Su madre ya había metido la comida en el horno, pero dejó que Tess pusiera la mesa. Mary sugirió que el acompañamiento perfecto para las grasosas tortas de papa era café, con crema y azúcar, por supuesto, y tarta de pacana con crema batida… de la de verdad.
Cuando el plato principal estuvo caliente y listo, se veía tan tentador que Tess se lanzó sobre él como un soldado después de un día de marcha a campo traviesa. Mary sonrió con satisfacción al contemplarla. Tess estaba comiendo un trozo de tarta cuando alguien llamó a la puerta posterior y entró sin esperar respuesta.
– ¿Mary? -dijo una voz de hombre, desde el pequeño espacio en la parte de atrás; era Kenny, ya sin traje, con una chaqueta de nailon roja y cargando un saco de veinte kilos de sal de grano sobre el hombro izquierdo.
– ¡Ah Kenny! Eres tú -exclamó Mary alegrándose al instante.

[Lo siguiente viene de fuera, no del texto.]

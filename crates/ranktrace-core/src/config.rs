use anyhow::{Context, Result};
use serde::{Deserialize, Serialize};
use std::path::Path;

use crate::bench::BenchConfig;
use crate::error::RankError;
use crate::graph::Graph;
use crate::iterate::IterationConfig;

/// Default config file name looked up in the working directory.
pub const DEFAULT_CONFIG_FILE: &str = "ranktrace.toml";

#[derive(Debug, Clone, Default, PartialEq, Serialize, Deserialize)]
pub struct Config {
    #[serde(default)]
    pub iteration: IterationConfig,
    #[serde(default)]
    pub bench: BenchConfig,
    /// Custom graph; the built-in four-page network when absent.
    #[serde(default)]
    pub graph: Option<GraphConfig>,
    #[serde(default)]
    pub chart: ChartSettings,
}

impl Config {
    /// Build the configured graph, or [`Graph::king`] when none is set.
    ///
    /// # Errors
    ///
    /// Propagates [`GraphConfig::build`] failures.
    pub fn graph(&self) -> Result<Graph, RankError> {
        self.graph
            .as_ref()
            .map_or_else(|| Ok(Graph::king()), GraphConfig::build)
    }

    /// Whether a custom `[graph]` section was supplied.
    #[must_use]
    pub const fn has_custom_graph(&self) -> bool {
        self.graph.is_some()
    }
}

/// `[graph]` section: node count, edges and optional labels.
#[derive(Debug, Clone, PartialEq, Eq, Serialize, Deserialize)]
pub struct GraphConfig {
    /// Node count. Inferred from the largest edge endpoint when omitted.
    #[serde(default)]
    pub nodes: Option<usize>,
    #[serde(default)]
    pub edges: Vec<(usize, usize)>,
    #[serde(default)]
    pub labels: Option<Vec<String>>,
}

impl GraphConfig {
    /// # Errors
    ///
    /// Returns the [`RankError`] raised by [`Graph::from_edges`] or
    /// [`Graph::with_labels`]. An inferred node count above
    /// [`crate::graph::MAX_NODES`] is [`RankError::TooManyNodes`].
    pub fn build(&self) -> Result<Graph, RankError> {
        let nodes = self.nodes.unwrap_or_else(|| {
            self.edges
                .iter()
                .map(|&(from, to)| from.max(to).saturating_add(1))
                .max()
                .or_else(|| self.labels.as_ref().map(Vec::len))
                .unwrap_or(0)
        });
        let graph = Graph::from_edges(nodes, &self.edges)?;
        match &self.labels {
            Some(labels) => graph.with_labels(labels.clone()),
            None => Ok(graph),
        }
    }
}

/// `[chart]` section: overrides for the convergence chart.
#[derive(Debug, Clone, PartialEq, Eq, Serialize, Deserialize)]
pub struct ChartSettings {
    #[serde(default = "default_title")]
    pub title: String,
    /// Draw the convergence marker line.
    #[serde(default = "default_true")]
    pub show_threshold: bool,
    /// Iteration at which the convergence marker line is drawn.
    #[serde(default = "default_threshold_iteration")]
    pub threshold_iteration: usize,
    #[serde(default = "default_threshold_annotation")]
    pub threshold_annotation: String,
}

impl Default for ChartSettings {
    fn default() -> Self {
        Self {
            title: default_title(),
            show_threshold: default_true(),
            threshold_iteration: default_threshold_iteration(),
            threshold_annotation: default_threshold_annotation(),
        }
    }
}

fn default_title() -> String {
    "PageRank Convergence Process".to_string()
}

const fn default_true() -> bool {
    true
}

const fn default_threshold_iteration() -> usize {
    10
}

fn default_threshold_annotation() -> String {
    "Convergence Area".to_string()
}

/// Load and parse a config file.
///
/// # Errors
///
/// Returns an error if the file cannot be read or is not valid TOML for
/// [`Config`].
pub fn load_config(path: &Path) -> Result<Config> {
    let raw = std::fs::read_to_string(path)
        .with_context(|| format!("Failed to read config {}", path.display()))?;
    toml::from_str(&raw).with_context(|| format!("Failed to parse config {}", path.display()))
}

/// Load `path` if given, else `ranktrace.toml` in `dir` if it exists, else defaults.
///
/// # Errors
///
/// Returns an error if a config file exists but cannot be read or parsed.
pub fn resolve_config(path: Option<&Path>, dir: &Path) -> Result<Config> {
    if let Some(path) = path {
        return load_config(path);
    }
    let candidate = dir.join(DEFAULT_CONFIG_FILE);
    if candidate.is_file() {
        load_config(&candidate)
    } else {
        Ok(Config::default())
    }
}

#[cfg(test)]
mod tests {
    use super::*;
    use crate::kernel::KernelKind;
    use std::fs;

    #[test]
    fn defaults_reproduce_reference_run() {
        let config = Config::default();
        assert!((config.iteration.damping - 0.85).abs() < f64::EPSILON);
        assert_eq!(config.iteration.max_iter, 20);
        assert_eq!(config.bench.nodes, 1000);
        assert_eq!(config.chart.threshold_iteration, 10);
        assert!(config.chart.show_threshold);
        assert_eq!(config.graph().expect("built-in graph"), Graph::king());
        assert!(!config.has_custom_graph());
    }

    #[test]
    fn empty_file_parses_to_defaults() {
        let config: Config = toml::from_str("").expect("empty config");
        assert_eq!(config, Config::default());
    }

    #[test]
    fn partial_sections_keep_other_defaults() {
        let config: Config = toml::from_str(
            r#"
            [iteration]
            max_iter = 5
            kernel = "naive"

            [chart]
            title = "Custom"
            "#,
        )
        .expect("valid config");
        assert_eq!(config.iteration.max_iter, 5);
        assert_eq!(config.iteration.kernel, KernelKind::Naive);
        assert!((config.iteration.damping - 0.85).abs() < f64::EPSILON);
        assert_eq!(config.chart.title, "Custom");
        assert_eq!(config.chart.threshold_annotation, "Convergence Area");
    }

    #[test]
    fn graph_section_builds_labeled_graph() {
        let config: Config = toml::from_str(
            r#"
            [graph]
            edges = [[0, 1], [1, 2]]
            labels = ["x", "y", "z"]
            "#,
        )
        .expect("valid config");
        let graph = config.graph().expect("valid graph");
        assert_eq!(graph.node_count(), 3);
        assert_eq!(graph.label(2), Some("z"));
        assert_eq!(graph.dangling_nodes(), vec![2]);
    }

    #[test]
    fn graph_section_reports_bad_edges() {
        let config: Config = toml::from_str(
            r"
            [graph]
            nodes = 2
            edges = [[0, 5]]
            ",
        )
        .expect("valid toml");
        assert!(matches!(
            config.graph(),
            Err(RankError::EdgeOutOfRange { to: 5, .. })
        ));
    }

    #[test]
    fn huge_inferred_node_count_is_an_error() {
        let config: Config =
            toml::from_str("[graph]\nedges = [[0, 5000000000]]\n").expect("valid toml");
        assert_eq!(
            config.graph(),
            Err(RankError::TooManyNodes {
                nodes: 5_000_000_001,
                max: crate::graph::MAX_NODES
            })
        );
    }

    #[test]
    fn empty_graph_section_is_rejected() {
        let config: Config = toml::from_str("[graph]\n").expect("valid toml");
        assert_eq!(config.graph(), Err(RankError::EmptyGraph));
    }

    #[test]
    fn resolve_prefers_explicit_path_then_directory_file() {
        let dir = tempfile::tempdir().expect("tempdir");
        assert_eq!(
            resolve_config(None, dir.path()).expect("defaults"),
            Config::default()
        );

        fs::write(
            dir.path().join(DEFAULT_CONFIG_FILE),
            "[iteration]\nmax_iter = 3\n",
        )
        .expect("write");
        let found = resolve_config(None, dir.path()).expect("directory config");
        assert_eq!(found.iteration.max_iter, 3);

        let explicit = dir.path().join("other.toml");
        fs::write(&explicit, "[bench]\nnodes = 7\n").expect("write");
        let loaded = resolve_config(Some(&explicit), dir.path()).expect("explicit config");
        assert_eq!(loaded.bench.nodes, 7);
        assert_eq!(loaded.iteration.max_iter, 20);
    }

    #[test]
    fn load_reports_path_on_parse_error() {
        let dir = tempfile::tempdir().expect("tempdir");
        let path = dir.path().join("bad.toml");
        fs::write(&path, "[iteration\n").expect("write");
        let err = load_config(&path).expect_err("invalid toml");
        assert!(format!("{err}").contains("bad.toml"));
    }
}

– Te traje la sal para el suavizador -dijo, y abrió la puerta del sótano-. La pondré abajo.
– ¡Muchas gracias, Kenny!
Sus pisadas resonaron cuando bajaba. Luego hubo una pausa mientras él abría la bolsa; después la sal tintineó al caer en el tanque de plástico del suavizador y él volvió a subir. Cuando cerró la puerta del sótano y entró en la cocina, Tess clavó los ojos en su plato. No tenía de qué preocuparse, porque él no le dirigió siquiera una mirada. Se detuvo al lado de la silla de Mary y la vio directamente a los ojos.
– Ya está. Todo lleno. ¿Se te ofrece algo más?
– Creo que no. Kenny, recuerdas a Tess, ¿no es así?
Él asintió en dirección a Tess. Fue un gesto tan brusco como rudo y ni siquiera lo acompañó de un saludo.
– Así que ya tienes preparada la andadera para mañana -le dijo a Mary; Tess seguía comiendo su tarta.
– Sí, señor. Ya tengo todo listo.
– ¿Estás asustada? -preguntó con tranquila sencillez.
– No mucho. Ya he pasado por esto otras veces, así que ya sé lo que me espera.
– ¿Entonces no necesitas nada?
– No. Tess me llevará al hospital por la mañana. Eso, si puedo entrar en ese pequeño auto suyo. No sé cómo se llama, pero costó más que esta casa. ¿Lo viste, Kenny?